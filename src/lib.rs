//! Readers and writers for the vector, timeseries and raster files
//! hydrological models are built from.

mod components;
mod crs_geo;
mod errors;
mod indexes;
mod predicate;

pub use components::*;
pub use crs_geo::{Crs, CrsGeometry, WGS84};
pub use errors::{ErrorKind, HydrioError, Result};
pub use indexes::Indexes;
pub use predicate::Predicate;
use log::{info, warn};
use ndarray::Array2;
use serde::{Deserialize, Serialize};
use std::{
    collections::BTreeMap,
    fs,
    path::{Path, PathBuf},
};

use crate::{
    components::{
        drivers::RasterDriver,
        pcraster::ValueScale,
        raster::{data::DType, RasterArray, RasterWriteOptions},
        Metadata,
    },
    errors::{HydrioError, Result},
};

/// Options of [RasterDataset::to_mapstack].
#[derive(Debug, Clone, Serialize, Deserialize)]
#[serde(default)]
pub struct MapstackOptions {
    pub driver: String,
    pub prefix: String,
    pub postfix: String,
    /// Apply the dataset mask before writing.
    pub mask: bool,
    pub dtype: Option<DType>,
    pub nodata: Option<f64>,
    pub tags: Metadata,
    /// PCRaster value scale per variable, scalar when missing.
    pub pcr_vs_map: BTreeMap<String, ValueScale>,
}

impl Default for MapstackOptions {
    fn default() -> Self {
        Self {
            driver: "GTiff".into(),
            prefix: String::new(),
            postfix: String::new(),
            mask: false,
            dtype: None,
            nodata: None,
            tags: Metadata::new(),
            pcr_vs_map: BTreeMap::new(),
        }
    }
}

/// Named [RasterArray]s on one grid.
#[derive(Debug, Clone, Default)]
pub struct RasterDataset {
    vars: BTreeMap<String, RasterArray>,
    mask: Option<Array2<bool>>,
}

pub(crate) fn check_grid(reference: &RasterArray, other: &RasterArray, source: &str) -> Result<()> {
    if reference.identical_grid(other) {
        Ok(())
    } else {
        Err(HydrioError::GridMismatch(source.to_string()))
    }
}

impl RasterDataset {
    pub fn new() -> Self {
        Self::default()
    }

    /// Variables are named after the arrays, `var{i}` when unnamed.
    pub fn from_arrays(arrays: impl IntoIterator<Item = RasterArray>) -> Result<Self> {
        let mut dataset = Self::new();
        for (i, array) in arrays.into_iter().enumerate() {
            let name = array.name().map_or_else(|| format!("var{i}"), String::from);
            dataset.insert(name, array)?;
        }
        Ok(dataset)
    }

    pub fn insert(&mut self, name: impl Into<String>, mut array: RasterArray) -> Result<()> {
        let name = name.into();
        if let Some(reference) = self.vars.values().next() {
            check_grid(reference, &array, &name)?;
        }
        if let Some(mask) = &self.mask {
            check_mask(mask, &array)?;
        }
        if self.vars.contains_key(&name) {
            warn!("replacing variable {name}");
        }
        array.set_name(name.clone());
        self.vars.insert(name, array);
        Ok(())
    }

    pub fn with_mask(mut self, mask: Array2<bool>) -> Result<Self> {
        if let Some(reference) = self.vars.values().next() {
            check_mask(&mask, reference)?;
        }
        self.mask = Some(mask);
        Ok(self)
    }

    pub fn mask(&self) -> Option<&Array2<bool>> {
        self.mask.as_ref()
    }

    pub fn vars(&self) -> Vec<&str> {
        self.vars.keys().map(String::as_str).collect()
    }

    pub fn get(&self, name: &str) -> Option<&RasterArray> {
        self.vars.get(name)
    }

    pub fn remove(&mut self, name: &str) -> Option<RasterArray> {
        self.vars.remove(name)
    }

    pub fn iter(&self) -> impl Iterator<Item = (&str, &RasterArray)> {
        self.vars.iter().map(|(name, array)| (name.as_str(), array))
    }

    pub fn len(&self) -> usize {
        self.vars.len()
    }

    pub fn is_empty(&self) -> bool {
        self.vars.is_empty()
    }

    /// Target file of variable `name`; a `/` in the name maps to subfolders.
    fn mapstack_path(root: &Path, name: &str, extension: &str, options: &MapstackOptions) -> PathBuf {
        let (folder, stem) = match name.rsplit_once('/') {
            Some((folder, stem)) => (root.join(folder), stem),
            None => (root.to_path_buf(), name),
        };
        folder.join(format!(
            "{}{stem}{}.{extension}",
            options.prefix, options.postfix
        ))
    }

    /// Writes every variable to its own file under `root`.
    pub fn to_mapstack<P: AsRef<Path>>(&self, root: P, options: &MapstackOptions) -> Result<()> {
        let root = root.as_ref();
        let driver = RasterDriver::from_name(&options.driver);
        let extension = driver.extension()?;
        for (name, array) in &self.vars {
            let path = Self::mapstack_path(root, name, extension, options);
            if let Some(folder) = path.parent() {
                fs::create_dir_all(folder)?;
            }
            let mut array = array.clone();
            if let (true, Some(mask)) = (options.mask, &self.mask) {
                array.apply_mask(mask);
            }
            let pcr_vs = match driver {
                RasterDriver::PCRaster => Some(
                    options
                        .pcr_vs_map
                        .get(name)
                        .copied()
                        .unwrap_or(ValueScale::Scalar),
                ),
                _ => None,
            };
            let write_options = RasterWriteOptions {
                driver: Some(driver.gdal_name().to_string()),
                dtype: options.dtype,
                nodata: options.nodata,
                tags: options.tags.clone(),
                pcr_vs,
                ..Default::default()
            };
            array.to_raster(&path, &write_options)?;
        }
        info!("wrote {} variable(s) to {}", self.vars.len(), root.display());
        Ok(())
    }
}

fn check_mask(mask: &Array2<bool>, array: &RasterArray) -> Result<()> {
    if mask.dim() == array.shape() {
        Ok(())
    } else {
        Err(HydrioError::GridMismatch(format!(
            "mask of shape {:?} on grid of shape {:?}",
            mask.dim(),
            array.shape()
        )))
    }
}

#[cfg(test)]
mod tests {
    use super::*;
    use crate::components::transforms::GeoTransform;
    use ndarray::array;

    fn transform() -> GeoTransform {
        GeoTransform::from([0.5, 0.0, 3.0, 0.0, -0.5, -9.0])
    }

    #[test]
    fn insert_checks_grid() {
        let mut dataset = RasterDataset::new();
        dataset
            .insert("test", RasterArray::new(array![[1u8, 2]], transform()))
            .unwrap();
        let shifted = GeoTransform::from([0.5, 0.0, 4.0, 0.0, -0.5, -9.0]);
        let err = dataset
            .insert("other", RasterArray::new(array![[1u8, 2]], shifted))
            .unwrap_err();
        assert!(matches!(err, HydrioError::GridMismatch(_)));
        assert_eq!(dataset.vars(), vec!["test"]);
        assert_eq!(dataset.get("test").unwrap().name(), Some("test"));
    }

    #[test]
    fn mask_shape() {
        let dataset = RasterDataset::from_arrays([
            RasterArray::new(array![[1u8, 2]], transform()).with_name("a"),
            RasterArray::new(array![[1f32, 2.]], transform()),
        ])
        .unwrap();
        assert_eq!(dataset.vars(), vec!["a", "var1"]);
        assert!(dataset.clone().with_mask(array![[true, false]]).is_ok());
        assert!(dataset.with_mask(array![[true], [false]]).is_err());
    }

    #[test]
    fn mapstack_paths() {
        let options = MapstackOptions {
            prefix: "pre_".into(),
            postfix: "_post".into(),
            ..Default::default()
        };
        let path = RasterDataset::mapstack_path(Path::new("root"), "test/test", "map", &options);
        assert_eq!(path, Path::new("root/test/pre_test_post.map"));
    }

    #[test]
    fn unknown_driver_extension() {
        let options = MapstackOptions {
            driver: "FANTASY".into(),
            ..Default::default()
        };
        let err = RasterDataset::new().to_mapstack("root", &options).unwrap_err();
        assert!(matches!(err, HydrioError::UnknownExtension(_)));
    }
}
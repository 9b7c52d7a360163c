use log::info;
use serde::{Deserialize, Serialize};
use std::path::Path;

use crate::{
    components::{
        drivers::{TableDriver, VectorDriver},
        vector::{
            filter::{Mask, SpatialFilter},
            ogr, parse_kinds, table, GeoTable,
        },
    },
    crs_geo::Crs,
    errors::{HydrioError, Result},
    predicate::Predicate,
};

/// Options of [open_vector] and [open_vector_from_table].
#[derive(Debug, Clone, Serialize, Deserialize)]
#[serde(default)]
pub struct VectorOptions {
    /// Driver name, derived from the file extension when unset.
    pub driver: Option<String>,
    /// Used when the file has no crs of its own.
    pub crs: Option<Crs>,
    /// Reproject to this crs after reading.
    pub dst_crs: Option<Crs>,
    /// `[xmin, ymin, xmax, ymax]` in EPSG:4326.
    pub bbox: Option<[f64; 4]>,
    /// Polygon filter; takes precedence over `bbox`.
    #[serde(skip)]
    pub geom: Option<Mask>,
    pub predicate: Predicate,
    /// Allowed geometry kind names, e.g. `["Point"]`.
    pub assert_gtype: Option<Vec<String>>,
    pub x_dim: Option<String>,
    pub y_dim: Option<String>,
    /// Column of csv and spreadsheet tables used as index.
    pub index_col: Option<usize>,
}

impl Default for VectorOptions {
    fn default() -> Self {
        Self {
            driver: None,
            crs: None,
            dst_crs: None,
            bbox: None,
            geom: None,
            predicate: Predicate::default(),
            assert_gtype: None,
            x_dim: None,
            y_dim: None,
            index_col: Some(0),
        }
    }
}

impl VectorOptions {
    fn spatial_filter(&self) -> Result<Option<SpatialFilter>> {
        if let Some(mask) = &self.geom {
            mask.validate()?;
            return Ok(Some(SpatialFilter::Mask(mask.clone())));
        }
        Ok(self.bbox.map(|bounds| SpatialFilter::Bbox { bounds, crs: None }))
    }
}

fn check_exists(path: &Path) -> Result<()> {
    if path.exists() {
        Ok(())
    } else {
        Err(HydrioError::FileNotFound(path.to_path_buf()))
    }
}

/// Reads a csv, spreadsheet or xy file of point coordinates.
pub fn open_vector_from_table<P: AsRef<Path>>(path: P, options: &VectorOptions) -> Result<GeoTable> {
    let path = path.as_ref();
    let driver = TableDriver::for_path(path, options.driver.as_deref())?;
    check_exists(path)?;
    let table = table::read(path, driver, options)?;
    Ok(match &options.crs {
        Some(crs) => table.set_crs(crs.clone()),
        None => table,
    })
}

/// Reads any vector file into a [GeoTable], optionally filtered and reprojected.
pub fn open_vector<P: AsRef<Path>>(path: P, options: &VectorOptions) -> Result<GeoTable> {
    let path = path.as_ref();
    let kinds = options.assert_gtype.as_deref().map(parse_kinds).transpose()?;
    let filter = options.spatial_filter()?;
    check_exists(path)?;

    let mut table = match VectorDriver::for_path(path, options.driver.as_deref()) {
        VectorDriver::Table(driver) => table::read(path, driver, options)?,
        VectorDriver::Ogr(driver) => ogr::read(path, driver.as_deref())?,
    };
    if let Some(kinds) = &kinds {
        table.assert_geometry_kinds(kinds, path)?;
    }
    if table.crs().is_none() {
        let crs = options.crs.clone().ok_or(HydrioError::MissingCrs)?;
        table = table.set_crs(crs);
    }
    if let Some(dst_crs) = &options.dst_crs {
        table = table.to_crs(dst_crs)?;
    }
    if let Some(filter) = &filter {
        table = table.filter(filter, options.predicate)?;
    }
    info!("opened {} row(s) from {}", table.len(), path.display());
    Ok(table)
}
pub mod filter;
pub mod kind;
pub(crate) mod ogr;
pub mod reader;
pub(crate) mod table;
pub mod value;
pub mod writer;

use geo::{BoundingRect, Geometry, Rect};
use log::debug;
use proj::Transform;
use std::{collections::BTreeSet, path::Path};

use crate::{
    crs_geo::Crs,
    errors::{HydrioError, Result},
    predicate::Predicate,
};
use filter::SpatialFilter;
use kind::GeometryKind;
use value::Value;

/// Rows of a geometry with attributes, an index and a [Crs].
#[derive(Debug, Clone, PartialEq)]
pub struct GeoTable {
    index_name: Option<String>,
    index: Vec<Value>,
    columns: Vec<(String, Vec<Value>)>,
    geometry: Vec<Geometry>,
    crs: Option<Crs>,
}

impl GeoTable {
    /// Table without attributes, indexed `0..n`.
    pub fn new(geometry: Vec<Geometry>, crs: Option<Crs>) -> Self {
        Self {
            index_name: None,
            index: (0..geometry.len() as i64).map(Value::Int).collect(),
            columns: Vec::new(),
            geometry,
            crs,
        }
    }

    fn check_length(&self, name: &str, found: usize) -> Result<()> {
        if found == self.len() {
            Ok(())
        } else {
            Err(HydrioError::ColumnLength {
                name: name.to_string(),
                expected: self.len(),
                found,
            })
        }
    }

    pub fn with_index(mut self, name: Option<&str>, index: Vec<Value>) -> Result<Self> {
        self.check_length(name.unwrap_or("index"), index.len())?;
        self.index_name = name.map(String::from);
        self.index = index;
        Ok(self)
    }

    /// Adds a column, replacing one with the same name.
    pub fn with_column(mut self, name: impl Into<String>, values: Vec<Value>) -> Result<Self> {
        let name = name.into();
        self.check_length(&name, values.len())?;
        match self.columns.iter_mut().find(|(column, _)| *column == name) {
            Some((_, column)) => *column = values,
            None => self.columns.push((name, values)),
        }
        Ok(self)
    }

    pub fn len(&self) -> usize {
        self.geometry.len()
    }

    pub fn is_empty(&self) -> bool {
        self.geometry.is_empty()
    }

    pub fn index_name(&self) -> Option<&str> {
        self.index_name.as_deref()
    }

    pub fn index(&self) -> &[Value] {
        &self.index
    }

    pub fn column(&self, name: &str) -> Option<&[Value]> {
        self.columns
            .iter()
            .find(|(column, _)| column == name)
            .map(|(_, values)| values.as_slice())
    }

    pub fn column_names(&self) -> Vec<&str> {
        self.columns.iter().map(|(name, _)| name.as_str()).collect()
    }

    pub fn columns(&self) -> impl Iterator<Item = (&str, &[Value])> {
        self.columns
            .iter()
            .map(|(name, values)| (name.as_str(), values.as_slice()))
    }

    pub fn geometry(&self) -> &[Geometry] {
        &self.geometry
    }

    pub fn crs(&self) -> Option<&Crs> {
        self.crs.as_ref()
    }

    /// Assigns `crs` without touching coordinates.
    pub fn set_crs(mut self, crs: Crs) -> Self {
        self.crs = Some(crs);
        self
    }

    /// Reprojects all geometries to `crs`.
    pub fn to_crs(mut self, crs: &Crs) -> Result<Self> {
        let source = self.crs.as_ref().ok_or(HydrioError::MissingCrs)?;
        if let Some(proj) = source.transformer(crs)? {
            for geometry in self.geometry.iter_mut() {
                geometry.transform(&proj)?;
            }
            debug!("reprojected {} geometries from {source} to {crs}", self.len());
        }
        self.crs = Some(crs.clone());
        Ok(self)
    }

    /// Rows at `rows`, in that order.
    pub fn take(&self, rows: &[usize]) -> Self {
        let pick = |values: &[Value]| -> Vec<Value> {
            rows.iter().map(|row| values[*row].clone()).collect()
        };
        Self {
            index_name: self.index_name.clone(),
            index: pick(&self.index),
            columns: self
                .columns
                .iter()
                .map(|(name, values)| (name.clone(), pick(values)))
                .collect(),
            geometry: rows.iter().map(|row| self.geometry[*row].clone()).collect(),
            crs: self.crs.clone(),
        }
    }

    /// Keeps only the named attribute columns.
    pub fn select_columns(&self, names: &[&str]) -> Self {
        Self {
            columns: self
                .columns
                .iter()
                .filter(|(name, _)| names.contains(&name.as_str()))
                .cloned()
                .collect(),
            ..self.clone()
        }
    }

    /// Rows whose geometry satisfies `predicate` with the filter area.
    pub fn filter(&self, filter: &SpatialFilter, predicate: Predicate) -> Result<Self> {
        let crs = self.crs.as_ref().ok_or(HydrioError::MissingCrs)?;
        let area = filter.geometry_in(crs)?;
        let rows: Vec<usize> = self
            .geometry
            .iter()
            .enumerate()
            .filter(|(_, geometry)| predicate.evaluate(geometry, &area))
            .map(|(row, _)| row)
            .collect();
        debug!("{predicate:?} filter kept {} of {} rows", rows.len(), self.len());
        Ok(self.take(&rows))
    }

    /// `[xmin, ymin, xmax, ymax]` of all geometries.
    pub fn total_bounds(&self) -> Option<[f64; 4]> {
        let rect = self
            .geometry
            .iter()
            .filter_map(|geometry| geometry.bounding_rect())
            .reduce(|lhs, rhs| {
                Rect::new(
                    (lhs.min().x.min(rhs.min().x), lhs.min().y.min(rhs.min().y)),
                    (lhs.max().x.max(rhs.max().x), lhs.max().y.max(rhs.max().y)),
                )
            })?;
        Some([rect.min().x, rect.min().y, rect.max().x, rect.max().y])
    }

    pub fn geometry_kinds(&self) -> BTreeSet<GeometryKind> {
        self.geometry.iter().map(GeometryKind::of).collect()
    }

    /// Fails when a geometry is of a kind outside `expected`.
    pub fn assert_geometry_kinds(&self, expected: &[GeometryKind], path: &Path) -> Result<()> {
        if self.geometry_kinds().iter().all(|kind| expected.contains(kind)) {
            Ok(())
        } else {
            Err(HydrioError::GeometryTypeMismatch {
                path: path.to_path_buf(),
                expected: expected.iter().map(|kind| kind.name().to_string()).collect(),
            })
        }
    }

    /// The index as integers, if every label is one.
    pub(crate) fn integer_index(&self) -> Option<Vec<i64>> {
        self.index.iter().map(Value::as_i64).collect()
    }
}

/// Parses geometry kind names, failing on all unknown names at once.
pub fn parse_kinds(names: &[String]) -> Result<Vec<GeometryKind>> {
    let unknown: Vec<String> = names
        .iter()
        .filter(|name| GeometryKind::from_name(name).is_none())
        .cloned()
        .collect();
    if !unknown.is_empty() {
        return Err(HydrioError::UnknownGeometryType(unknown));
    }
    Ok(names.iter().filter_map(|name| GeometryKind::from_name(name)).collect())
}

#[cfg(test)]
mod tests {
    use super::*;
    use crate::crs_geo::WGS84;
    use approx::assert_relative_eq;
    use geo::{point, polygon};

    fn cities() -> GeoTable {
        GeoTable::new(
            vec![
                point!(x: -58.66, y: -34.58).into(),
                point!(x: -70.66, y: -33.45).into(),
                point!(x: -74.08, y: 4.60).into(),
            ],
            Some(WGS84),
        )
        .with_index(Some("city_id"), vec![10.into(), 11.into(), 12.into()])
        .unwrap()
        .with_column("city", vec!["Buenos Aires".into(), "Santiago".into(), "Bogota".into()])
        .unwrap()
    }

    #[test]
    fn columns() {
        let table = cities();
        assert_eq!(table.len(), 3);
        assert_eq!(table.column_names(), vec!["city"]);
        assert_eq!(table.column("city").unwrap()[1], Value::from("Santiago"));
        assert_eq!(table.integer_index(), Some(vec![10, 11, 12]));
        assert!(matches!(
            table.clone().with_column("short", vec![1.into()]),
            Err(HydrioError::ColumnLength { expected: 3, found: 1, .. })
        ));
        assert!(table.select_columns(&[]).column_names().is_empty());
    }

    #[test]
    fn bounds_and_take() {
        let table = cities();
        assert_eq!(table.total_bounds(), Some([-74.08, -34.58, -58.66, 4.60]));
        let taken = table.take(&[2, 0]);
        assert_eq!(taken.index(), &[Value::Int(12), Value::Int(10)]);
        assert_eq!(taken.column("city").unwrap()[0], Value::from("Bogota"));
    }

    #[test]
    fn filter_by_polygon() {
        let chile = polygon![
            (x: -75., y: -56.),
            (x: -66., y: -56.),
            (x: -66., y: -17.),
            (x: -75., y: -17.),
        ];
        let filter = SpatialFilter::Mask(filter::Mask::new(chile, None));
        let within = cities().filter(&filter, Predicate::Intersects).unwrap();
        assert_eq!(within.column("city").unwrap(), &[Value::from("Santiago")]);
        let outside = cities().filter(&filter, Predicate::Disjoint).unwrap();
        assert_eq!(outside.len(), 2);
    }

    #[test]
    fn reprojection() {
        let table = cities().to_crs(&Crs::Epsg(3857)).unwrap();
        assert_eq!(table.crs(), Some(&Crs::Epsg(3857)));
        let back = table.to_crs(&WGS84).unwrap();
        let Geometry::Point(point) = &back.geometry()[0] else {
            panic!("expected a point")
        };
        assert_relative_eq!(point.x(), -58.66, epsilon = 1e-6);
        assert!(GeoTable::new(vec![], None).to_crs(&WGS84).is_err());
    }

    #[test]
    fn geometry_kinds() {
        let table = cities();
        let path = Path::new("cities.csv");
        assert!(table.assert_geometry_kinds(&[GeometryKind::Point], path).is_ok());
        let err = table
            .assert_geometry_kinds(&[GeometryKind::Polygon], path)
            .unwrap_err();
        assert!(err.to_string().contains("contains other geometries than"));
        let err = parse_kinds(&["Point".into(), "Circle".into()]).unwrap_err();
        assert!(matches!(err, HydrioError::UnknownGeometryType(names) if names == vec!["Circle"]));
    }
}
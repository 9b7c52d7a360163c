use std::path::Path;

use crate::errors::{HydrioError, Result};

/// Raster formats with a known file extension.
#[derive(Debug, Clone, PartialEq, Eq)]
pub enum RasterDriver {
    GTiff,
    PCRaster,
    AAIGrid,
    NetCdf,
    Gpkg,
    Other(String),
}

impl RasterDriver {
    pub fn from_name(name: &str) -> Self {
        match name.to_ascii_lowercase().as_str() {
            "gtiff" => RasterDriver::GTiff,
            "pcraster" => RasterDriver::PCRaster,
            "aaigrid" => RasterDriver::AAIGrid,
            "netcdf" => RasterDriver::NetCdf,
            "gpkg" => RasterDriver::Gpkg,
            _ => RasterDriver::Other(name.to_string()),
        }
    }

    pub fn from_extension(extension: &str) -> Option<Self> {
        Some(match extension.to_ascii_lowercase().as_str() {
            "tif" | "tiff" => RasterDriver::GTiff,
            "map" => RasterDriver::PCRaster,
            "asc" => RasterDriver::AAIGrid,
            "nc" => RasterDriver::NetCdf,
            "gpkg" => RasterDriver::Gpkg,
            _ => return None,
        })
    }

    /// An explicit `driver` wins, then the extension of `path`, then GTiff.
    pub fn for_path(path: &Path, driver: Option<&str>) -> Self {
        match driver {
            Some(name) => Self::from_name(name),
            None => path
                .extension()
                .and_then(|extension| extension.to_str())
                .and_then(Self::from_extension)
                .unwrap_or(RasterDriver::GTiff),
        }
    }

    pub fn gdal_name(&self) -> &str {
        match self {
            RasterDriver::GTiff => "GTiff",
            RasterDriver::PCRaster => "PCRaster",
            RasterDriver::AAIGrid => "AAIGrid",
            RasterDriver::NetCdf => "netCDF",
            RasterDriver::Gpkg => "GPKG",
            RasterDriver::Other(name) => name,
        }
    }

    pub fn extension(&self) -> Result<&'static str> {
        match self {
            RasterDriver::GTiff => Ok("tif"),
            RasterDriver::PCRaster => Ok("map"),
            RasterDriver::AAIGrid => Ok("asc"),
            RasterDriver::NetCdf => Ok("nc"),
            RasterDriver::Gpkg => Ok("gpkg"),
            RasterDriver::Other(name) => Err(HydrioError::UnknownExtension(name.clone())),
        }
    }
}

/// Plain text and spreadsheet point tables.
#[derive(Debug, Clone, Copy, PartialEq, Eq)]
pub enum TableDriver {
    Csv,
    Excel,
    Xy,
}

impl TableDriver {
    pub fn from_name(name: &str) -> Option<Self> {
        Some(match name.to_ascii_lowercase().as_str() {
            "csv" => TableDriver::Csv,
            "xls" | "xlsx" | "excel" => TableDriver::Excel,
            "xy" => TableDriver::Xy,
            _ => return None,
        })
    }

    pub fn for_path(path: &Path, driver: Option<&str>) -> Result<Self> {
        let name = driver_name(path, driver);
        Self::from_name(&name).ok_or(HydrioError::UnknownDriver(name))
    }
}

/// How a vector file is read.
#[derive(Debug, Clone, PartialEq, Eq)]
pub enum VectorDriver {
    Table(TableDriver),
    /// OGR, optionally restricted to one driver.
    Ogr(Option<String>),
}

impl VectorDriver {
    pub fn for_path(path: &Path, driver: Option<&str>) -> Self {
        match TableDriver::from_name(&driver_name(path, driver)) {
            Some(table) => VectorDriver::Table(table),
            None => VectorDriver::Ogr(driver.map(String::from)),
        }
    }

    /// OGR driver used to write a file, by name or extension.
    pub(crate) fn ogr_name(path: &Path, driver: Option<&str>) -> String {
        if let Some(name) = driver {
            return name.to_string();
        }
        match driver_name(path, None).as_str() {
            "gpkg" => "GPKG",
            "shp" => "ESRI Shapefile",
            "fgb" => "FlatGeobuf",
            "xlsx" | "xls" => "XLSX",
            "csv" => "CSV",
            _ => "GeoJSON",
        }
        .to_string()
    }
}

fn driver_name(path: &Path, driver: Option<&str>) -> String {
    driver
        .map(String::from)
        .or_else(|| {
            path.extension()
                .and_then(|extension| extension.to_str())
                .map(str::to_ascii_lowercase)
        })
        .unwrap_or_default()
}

» Work required
The answer is the run of lines above from the line containing "let unknown: Vec<String> = names" through the line containing "use crate::crs_geo::WGS84;", copied exactly and alone.

» Solution for this task
    let unknown: Vec<String> = names
        .iter()
        .filter(|name| GeometryKind::from_name(name).is_none())
        .cloned()
        .collect();
    if !unknown.is_empty() {
        return Err(HydrioError::UnknownGeometryType(unknown));
    }
    Ok(names.iter().filter_map(|name| GeometryKind::from_name(name)).collect())
}

#[cfg(test)]
mod tests {
    use super::*;
    use crate::crs_geo::WGS84;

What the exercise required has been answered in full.